The American astronomer Henry Draper (1837:1882) had been trying to build a reflector with a metal mirror and going nowhere, but on learning about the new glass mirrors from John Herschel, Draper switched gears and acquired considerable expertise in building the mirrors, even inventing an improved silver deposition technique. In 1862, he put a reflecting telescope into operation with a silvered glass mirror 39 centimeters in diameter, following it up in 1872 with one with a mirror 71 centimeters in diameter. A reflecting telescope with a glass mirror 120 centimeters in diameter was put into service in France in 1877. The age of the modern big reflector had arrived.



* In the middle of the 19th century, a German astronomer working at the Bonn Observatory named Friedrich Wilhelm August Argelander (1799:1875) constructed the best star catalog produced to that time, the four-volume BONNER DURCHMUSTERUNG (BONN SURVEY), published from 1859 to 1862. It listed over 450,000 stars and would be extended in later editions.

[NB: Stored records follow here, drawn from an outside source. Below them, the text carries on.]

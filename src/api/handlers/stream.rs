use crate::AppState;
use crate::api::error::AppError;
use crate::services::key_validator::KeyError;
use crate::services::streaming::{ObjectStream, StreamError, StreamWindow};
use crate::utils::validation::validate_object_key;
use axum::{
    body::Body,
    extract::{Path, Query, State},
    http::{HeaderMap, StatusCode, header},
    response::Response,
};
use percent_encoding::{NON_ALPHANUMERIC, utf8_percent_encode};
use serde::Deserialize;
use utoipa::IntoParams;

#[derive(Deserialize, IntoParams)]
pub struct StreamQuery {
    /// API key authorizing the read
    pub key: Option<String>,
}

static IMAGE_PNG: mime::Mime = mime::IMAGE_PNG;
static IMAGE_JPEG: mime::Mime = mime::IMAGE_JPEG;
static APPLICATION_JSON: mime::Mime = mime::APPLICATION_JSON;
static APPLICATION_OCTET_STREAM: mime::Mime = mime::APPLICATION_OCTET_STREAM;

/// Media type advertised for a served object, by extension.
pub fn content_type_for(name: &str) -> &'static str {
    let ext = std::path::Path::new(name)
        .extension()
        .and_then(|e| e.to_str())
        .map(|e| e.to_ascii_lowercase());

    match ext.as_deref() {
        Some("tif") | Some("tiff") => "image/tiff",
        Some("h5") | Some("hdf") | Some("hdf5") | Some("he5") => "application/x-hdf",
        Some("png") => IMAGE_PNG.as_ref(),
        Some("jpg") | Some("jpeg") => IMAGE_JPEG.as_ref(),
        Some("json") | Some("geojson") => APPLICATION_JSON.as_ref(),
        _ => APPLICATION_OCTET_STREAM.as_ref(),
    }
}

#[utoipa::path(
    get,
    path = "/file/{name}",
    params(
        ("name" = String, Path, description = "Object key in the serving bucket"),
        StreamQuery
    ),
    responses(
        (status = 200, description = "Full object"),
        (status = 206, description = "Requested byte range"),
        (status = 400, description = "API key missing or key invalid"),
        (status = 403, description = "Invalid or expired API key"),
        (status = 404, description = "Object not found"),
        (status = 416, description = "Range not satisfiable")
    ),
    tag = "files"
)]
pub async fn stream_file(
    State(state): State<AppState>,
    Path(name): Path<String>,
    Query(query): Query<StreamQuery>,
    headers: HeaderMap,
) -> Result<Response, AppError> {
    let api_key = query
        .key
        .filter(|k| !k.is_empty())
        .ok_or_else(|| {
            AppError::BadRequest("API key is required as a query parameter".to_string())
        })?;

    validate_object_key(&name).map_err(|e| AppError::BadRequest(e.to_string()))?;

    let owner_id = state.key_validator.validate(&api_key).await.map_err(|e| match e {
        KeyError::Unauthorized => AppError::Forbidden("Invalid or expired API key".to_string()),
        KeyError::Lookup(e) => AppError::Anyhow(e),
    })?;

    let range_header = headers.get(header::RANGE).and_then(|h| h.to_str().ok());

    let object = state
        .streamer
        .stream(&name, range_header)
        .await
        .map_err(|e| match e {
            StreamError::NotFound(_) => AppError::NotFound("File not found".to_string()),
            StreamError::RangeNotSatisfiable { size } => AppError::RangeNotSatisfiable(size),
            StreamError::Storage(e) => {
                tracing::error!("Error streaming {}: {:?}", name, e);
                AppError::Internal("Error streaming file".to_string())
            }
        })?;

    tracing::debug!(
        "Streaming {} to owner {} ({} of {} bytes)",
        name,
        owner_id,
        object.content_length(),
        object.size
    );

    build_response(&name, object)
}

fn build_response(name: &str, object: ObjectStream) -> Result<Response, AppError> {
    let status = match object.window {
        StreamWindow::Full => StatusCode::OK,
        StreamWindow::Partial { .. } => StatusCode::PARTIAL_CONTENT,
    };

    let display_name = name.rsplit('/').next().unwrap_or(name);
    let encoded_filename = utf8_percent_encode(display_name, NON_ALPHANUMERIC).to_string();

    let mut builder = Response::builder()
        .status(status)
        .header(header::CONTENT_TYPE, content_type_for(name))
        .header(header::ACCEPT_RANGES, "bytes")
        .header(header::CONTENT_LENGTH, object.content_length())
        .header(
            header::CONTENT_DISPOSITION,
            format!("inline; filename*=UTF-8''{}", encoded_filename),
        );

    if let Some(content_range) = object.content_range() {
        builder = builder.header(header::CONTENT_RANGE, content_range);
    }
    if let Some(e_tag) = &object.e_tag {
        builder = builder.header(header::ETAG, e_tag);
    }
    if let Some(last_modified) = object.last_modified {
        builder = builder.header(
            header::LAST_MODIFIED,
            last_modified
                .format("%a, %d %b %Y %H:%M:%S GMT")
                .to_string(),
        );
    }

    builder
        .body(Body::from_stream(object.body))
        .map_err(|e| AppError::Internal(e.to_string()))
}

#[cfg(test)]
mod tests {
    use super::*;

    #[test]
    fn test_content_type_for() {
        assert_eq!(content_type_for("LC08_B4.TIF"), "image/tiff");
        assert_eq!(content_type_for("scene.h5"), "application/x-hdf");
        assert_eq!(content_type_for("footprint.geojson"), "application/json");
        assert_eq!(content_type_for("preview.PNG"), "image/png");
        assert_eq!(content_type_for("noext"), "application/octet-stream");
    }
}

The BONNER DURCHMUSTERUNG was a landmark, not merely because of its quality but because it was the last major star catalog to be constructed using direct visual measurements of stellar positions. With the invention of photography and its introduction to astronomy, astronomers had quickly realized that it would be much easier to photograph a field of stars and then determine their positions relative to the bright stars in the photograph.

The problem was that wet-plate photography couldn't do the job. Photographing stars took long exposures, and a wet plate would dry out well before the exposure could be completed. However, in 1871 a British chemist named Richard Leach Maddox developed photographic plates that used gelatin instead of collodion. The gelatin was more or less solid and didn't dry out in any hurry, permitting exposures as long as necessary. Further work to the end of the decade produced dry plates that were far more sensitive than the best wet plates. In addition, the "dry plates" could be bought prepackaged and ready to use, and once exposed they could be set aside and developed later.

All that was well and good for portrait photography, but there was another problem as far as photographing stars was concerned: photographic plates were most sensitive in the blue-violet end of the visible light spectrum and were not very sensitive in the red-orange end, and so photographs of stars, which varied in color, would not reflect their actual visual magnitudes. However, work was being performed in parallel with the development of the dry plate in which various dyes were mixed with the photographic emulsion, resulting in a much more uniform spectral response.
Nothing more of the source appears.